**YOUR TASK**
Which lines below contain the word "fold"? Copy each one.
──────── MATERIAL TO PROCESS
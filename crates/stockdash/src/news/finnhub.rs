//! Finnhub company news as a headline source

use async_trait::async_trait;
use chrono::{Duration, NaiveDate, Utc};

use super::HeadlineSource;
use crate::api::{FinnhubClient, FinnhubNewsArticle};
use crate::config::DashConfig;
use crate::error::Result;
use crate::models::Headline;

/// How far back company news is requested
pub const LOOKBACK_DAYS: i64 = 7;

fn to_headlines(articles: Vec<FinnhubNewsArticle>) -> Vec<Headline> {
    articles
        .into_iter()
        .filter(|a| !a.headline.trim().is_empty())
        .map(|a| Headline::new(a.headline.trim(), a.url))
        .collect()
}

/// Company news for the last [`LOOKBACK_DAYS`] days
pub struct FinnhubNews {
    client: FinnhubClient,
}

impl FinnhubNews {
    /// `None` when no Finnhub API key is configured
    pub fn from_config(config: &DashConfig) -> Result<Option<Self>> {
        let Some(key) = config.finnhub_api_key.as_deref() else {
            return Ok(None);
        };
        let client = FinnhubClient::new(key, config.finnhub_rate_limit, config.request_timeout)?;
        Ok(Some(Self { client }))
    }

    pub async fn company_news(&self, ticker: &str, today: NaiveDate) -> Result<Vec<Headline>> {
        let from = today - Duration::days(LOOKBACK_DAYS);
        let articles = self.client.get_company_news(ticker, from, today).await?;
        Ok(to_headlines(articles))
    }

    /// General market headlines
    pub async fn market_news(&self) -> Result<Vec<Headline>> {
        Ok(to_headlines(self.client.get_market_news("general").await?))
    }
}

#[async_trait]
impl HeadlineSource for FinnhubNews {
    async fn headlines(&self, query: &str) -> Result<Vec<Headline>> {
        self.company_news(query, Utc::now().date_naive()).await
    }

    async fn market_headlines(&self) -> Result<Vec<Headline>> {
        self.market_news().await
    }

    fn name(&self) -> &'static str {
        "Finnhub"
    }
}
────────────────
──────── MATERIAL TO PROCESS
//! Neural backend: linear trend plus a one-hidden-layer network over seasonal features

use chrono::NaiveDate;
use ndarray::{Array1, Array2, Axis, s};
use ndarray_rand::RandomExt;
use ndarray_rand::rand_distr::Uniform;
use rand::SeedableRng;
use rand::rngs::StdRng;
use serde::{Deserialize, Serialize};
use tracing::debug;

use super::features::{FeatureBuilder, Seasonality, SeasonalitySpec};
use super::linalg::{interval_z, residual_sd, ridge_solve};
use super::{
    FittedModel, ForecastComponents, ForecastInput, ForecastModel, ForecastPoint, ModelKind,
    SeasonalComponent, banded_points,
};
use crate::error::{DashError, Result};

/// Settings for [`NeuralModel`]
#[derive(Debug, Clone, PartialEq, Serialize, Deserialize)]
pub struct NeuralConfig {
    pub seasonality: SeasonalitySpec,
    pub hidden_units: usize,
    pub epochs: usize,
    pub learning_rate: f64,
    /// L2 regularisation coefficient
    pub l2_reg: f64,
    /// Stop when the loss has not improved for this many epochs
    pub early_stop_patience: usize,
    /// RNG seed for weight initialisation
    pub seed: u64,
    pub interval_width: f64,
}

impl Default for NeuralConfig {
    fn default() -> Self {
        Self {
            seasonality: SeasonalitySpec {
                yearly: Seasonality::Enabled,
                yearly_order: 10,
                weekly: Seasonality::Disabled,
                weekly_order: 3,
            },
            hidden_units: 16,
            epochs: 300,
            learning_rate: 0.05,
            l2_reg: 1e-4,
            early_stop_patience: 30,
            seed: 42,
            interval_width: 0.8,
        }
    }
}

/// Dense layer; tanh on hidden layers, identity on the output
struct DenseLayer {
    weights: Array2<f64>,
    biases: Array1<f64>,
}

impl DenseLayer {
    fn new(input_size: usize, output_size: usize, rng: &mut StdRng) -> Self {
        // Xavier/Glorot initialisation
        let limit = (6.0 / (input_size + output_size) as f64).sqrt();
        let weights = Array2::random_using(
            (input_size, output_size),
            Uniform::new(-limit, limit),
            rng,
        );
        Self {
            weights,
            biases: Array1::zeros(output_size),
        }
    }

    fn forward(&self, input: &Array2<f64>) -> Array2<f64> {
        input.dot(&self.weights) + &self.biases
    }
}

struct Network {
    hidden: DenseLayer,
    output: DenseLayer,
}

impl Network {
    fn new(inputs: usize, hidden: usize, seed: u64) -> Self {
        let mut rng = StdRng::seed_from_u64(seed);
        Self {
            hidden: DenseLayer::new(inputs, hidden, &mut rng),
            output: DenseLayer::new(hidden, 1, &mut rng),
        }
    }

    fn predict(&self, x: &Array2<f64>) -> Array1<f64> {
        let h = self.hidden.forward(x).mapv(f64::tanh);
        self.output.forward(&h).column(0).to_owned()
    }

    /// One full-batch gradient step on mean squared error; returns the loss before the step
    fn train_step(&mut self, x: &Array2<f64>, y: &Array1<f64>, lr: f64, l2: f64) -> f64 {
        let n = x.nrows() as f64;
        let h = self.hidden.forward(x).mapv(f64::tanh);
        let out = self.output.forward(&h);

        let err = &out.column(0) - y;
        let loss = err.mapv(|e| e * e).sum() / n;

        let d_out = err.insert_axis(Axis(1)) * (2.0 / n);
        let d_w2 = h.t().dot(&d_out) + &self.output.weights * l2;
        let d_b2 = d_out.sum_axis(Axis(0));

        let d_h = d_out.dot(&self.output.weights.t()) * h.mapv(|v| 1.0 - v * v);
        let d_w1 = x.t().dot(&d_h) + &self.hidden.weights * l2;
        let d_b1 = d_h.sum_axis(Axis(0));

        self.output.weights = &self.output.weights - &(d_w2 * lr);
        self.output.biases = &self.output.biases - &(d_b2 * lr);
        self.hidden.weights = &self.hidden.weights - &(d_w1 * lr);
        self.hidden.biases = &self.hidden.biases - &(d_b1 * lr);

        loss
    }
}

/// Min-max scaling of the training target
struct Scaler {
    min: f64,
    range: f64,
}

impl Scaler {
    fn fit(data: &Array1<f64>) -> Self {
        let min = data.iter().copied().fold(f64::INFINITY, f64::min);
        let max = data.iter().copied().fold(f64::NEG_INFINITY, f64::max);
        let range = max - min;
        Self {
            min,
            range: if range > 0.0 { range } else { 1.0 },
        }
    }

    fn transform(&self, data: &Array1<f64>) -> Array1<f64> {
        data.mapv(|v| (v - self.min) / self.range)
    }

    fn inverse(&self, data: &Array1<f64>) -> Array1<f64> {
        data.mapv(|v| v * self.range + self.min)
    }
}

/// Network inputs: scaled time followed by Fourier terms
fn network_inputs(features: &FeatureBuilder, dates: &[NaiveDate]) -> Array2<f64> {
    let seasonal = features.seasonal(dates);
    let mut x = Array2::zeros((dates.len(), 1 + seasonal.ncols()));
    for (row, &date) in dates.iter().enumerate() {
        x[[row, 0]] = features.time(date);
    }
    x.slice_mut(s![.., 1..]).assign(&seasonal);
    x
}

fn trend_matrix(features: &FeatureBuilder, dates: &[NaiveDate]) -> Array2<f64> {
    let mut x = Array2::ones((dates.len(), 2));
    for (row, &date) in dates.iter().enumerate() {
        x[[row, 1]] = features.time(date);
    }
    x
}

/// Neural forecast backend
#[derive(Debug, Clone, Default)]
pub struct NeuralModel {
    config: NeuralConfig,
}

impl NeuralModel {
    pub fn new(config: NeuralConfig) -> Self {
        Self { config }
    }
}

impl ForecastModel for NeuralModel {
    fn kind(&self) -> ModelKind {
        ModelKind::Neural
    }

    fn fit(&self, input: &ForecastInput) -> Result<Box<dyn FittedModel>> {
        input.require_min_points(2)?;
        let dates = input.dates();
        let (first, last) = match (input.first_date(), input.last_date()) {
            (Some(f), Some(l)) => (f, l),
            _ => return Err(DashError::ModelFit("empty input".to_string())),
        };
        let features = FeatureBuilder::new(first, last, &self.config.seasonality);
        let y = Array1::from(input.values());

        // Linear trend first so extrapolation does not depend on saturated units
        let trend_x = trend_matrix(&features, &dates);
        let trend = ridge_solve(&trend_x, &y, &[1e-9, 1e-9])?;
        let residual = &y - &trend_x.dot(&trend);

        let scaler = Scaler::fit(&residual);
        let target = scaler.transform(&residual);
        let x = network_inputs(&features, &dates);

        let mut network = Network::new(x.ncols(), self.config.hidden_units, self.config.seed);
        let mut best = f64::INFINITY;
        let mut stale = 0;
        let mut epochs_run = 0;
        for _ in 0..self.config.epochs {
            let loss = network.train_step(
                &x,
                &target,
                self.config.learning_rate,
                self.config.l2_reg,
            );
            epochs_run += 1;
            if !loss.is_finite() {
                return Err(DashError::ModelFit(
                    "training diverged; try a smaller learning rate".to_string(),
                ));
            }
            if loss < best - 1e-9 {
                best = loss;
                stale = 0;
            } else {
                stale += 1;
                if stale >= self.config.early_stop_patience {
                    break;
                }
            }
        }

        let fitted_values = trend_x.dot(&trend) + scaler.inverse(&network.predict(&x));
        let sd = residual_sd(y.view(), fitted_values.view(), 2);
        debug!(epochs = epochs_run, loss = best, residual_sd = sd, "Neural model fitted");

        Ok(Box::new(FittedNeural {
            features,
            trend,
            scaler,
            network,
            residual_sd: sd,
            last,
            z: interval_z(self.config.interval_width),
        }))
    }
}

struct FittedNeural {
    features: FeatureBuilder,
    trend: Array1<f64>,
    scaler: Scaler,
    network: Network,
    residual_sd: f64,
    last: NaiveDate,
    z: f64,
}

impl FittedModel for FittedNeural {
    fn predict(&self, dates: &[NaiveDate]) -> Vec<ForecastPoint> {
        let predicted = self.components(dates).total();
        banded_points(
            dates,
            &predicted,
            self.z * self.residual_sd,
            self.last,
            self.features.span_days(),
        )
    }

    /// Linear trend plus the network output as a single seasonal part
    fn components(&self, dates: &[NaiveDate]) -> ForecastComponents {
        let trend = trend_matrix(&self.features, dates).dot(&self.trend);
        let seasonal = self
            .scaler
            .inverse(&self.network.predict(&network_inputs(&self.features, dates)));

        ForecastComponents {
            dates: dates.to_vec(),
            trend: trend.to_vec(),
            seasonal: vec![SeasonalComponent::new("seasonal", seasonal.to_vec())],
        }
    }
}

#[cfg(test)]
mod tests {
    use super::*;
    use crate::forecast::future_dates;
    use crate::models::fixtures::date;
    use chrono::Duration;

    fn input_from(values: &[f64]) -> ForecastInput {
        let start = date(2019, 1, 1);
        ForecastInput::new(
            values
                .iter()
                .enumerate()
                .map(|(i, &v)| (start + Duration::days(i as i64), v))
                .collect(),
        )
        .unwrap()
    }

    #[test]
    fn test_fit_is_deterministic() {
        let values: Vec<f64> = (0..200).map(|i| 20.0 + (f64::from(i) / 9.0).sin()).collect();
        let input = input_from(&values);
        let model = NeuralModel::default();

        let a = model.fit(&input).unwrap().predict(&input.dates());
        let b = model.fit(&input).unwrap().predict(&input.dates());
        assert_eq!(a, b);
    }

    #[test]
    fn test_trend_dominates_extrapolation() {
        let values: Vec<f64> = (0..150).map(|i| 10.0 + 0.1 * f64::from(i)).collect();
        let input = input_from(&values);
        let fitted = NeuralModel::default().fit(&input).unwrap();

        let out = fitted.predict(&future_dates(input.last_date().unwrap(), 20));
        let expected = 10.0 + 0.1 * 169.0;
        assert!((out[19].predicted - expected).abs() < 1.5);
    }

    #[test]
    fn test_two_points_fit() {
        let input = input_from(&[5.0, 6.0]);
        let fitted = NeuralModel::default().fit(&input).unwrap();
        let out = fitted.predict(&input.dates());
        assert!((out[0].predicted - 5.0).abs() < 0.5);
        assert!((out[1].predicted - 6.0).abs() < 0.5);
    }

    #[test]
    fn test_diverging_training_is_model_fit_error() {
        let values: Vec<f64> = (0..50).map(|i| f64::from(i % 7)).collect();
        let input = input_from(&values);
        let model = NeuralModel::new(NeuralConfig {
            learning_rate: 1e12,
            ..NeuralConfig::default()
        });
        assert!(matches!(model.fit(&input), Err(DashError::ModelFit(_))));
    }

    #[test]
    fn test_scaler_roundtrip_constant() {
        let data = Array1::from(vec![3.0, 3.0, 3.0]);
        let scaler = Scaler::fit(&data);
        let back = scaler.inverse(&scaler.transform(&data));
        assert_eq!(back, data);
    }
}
────────────────
──────── MATERIAL TO PROCESS
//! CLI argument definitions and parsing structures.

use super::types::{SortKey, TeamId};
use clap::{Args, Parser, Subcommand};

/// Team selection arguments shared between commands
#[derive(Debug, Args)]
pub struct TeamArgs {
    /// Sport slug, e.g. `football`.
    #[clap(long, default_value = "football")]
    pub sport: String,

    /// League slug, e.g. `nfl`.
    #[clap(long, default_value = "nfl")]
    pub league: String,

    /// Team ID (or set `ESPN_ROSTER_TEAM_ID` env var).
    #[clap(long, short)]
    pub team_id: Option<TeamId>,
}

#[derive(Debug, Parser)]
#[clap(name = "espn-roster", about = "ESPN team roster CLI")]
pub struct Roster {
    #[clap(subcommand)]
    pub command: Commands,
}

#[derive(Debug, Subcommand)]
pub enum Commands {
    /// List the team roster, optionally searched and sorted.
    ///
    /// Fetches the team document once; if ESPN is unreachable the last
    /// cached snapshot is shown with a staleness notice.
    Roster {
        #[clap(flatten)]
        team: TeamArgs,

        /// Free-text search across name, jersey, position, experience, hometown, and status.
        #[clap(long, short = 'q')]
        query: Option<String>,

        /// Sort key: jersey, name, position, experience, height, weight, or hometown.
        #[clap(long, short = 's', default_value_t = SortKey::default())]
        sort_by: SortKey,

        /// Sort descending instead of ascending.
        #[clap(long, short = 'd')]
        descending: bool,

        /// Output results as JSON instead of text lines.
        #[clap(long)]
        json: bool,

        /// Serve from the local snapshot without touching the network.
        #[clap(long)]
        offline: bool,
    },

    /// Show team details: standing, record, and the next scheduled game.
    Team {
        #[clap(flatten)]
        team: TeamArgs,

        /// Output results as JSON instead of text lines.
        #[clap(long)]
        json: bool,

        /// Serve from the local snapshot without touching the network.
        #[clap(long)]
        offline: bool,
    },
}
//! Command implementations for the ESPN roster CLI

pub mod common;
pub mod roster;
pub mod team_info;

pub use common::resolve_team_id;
────────────────
**SOLUTION TO THE PROBLEM**
        let min = data.iter().copied().fold(f64::INFINITY, f64::min);
        let max = data.iter().copied().fold(f64::NEG_INFINITY, f64::max);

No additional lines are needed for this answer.